■ Task prompt ■
Do any lines in the data below contain "output"? If so, copy every one of them.

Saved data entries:
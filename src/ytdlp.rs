//! `yt-dlp`-backed [`VideoSource`] implementation.
//!
//! Everything network-facing is delegated to the `yt-dlp` executable:
//! - playlist listing via `-J` (JSON dump)
//! - caption tracks via `--write-auto-subs --sub-format json3`
//! - audio via `-x --audio-format wav`
//!
//! Downloaded audio is then normalized in-process (mono downmix + resample) so
//! the pipeline always sees the contracted format regardless of what the
//! source served.

use std::path::{Path, PathBuf};
use std::process::Command;

use serde::Deserialize;
use tracing::{debug, info};

use crate::error::{Error, Result};
use crate::resample::normalize;
use crate::segments::CaptionSegment;
use crate::source::VideoSource;
use crate::{json3, wav};

/// Caption language requested from YouTube's auto-generated tracks.
const DEFAULT_CAPTION_LANG: &str = "en";

/// A [`VideoSource`] that shells out to `yt-dlp`.
pub struct YtDlpSource {
    program: PathBuf,
    caption_lang: String,
}

impl YtDlpSource {
    /// Locate `yt-dlp` on the `PATH` and build a source around it.
    pub fn new() -> Result<Self> {
        let program = which::which("yt-dlp")
            .map_err(|err| Error::fetch(format!("yt-dlp executable not found: {err}")))?;
        Ok(Self::with_program(program))
    }

    /// Build a source around an explicit `yt-dlp` executable path.
    pub fn with_program(program: impl Into<PathBuf>) -> Self {
        Self {
            program: program.into(),
            caption_lang: DEFAULT_CAPTION_LANG.to_string(),
        }
    }

    /// Override the caption language (default `"en"`).
    pub fn caption_lang(mut self, lang: impl Into<String>) -> Self {
        self.caption_lang = lang.into();
        self
    }

    /// Run `yt-dlp` with the given arguments and return its stdout.
    fn run(&self, args: &[&str]) -> Result<Vec<u8>> {
        debug!(program = %self.program.display(), ?args, "running yt-dlp");

        let output = Command::new(&self.program)
            .args(args)
            .output()
            .map_err(|err| Error::fetch(format!("failed to spawn yt-dlp: {err}")))?;

        if !output.status.success() {
            let stderr = String::from_utf8_lossy(&output.stderr);
            let reason = stderr.lines().last().unwrap_or("no error output").trim();
            return Err(Error::fetch(format!(
                "yt-dlp exited with {}: {reason}",
                output.status
            )));
        }

        Ok(output.stdout)
    }
}

fn watch_url(video_id: &str) -> String {
    format!("https://www.youtube.com/watch?v={video_id}")
}

#[derive(Debug, Deserialize)]
struct PlaylistDump {
    #[serde(default)]
    entries: Vec<PlaylistEntry>,
}

#[derive(Debug, Deserialize)]
struct PlaylistEntry {
    id: String,

    /// Present (and possibly empty) only in full, non-flat dumps.
    #[serde(default)]
    automatic_captions: serde_json::Map<String, serde_json::Value>,
}

impl VideoSource for YtDlpSource {
    fn list_video_ids(&self, playlist_url: &str, only_captions: bool) -> Result<Vec<String>> {
        // The flat listing is cheap but carries no caption info; filtering by
        // captions requires a full per-entry dump.
        let stdout = if only_captions {
            self.run(&["-J", "--skip-download", playlist_url])?
        } else {
            self.run(&["-J", "--flat-playlist", playlist_url])?
        };

        let dump: PlaylistDump = serde_json::from_slice(&stdout)?;

        let ids: Vec<String> = dump
            .entries
            .into_iter()
            .filter(|entry| !only_captions || !entry.automatic_captions.is_empty())
            .map(|entry| entry.id)
            .collect();

        info!(playlist = playlist_url, videos = ids.len(), "listed playlist");
        Ok(ids)
    }

    fn fetch_captions(&self, video_id: &str) -> Result<Vec<CaptionSegment>> {
        let staging = tempfile::tempdir()
            .map_err(|err| Error::fetch(format!("failed to create caption staging dir: {err}")))?;

        let template = staging.path().join("%(id)s");
        let template = template.to_string_lossy().into_owned();

        self.run(&[
            "--skip-download",
            "--write-auto-subs",
            "--sub-langs",
            &self.caption_lang,
            "--sub-format",
            "json3",
            "-o",
            &template,
            &watch_url(video_id),
        ])?;

        let caption_path = staging
            .path()
            .join(format!("{video_id}.{}.json3", self.caption_lang));
        let document = std::fs::read_to_string(&caption_path).map_err(|_| {
            Error::fetch(format!("no {} captions available for {video_id}", self.caption_lang))
        })?;

        let segments = json3::parse_json3(&document)?;
        debug!(video_id, segments = segments.len(), "fetched captions");
        Ok(segments)
    }

    fn fetch_audio(&self, video_id: &str, sample_rate: u32, staging_wav: &Path) -> Result<Vec<f32>> {
        // `-x --audio-format wav` appends the final extension itself.
        let template = staging_wav.with_extension("%(ext)s");
        let template = template.to_string_lossy().into_owned();

        self.run(&[
            "-x",
            "--audio-format",
            "wav",
            "-o",
            &template,
            &watch_url(video_id),
        ])?;

        let (interleaved, spec) = wav::read_samples_from_file(staging_wav)
            .map_err(|err| Error::fetch(format!("downloaded audio unreadable: {err:#}")))?;

        let samples = normalize(
            &interleaved,
            spec.channels as usize,
            spec.sample_rate,
            sample_rate,
        )?;

        info!(
            video_id,
            sample_rate,
            seconds = samples.len() as f64 / sample_rate as f64,
            "fetched audio"
        );
        Ok(samples)
    }
}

■ Reply to the exercise ■
        let output = Command::new(&self.program)
            .output()
        if !output.status.success() {
            let stderr = String::from_utf8_lossy(&output.stderr);
            let reason = stderr.lines().last().unwrap_or("no error output").trim();
                output.status
        Ok(output.stdout)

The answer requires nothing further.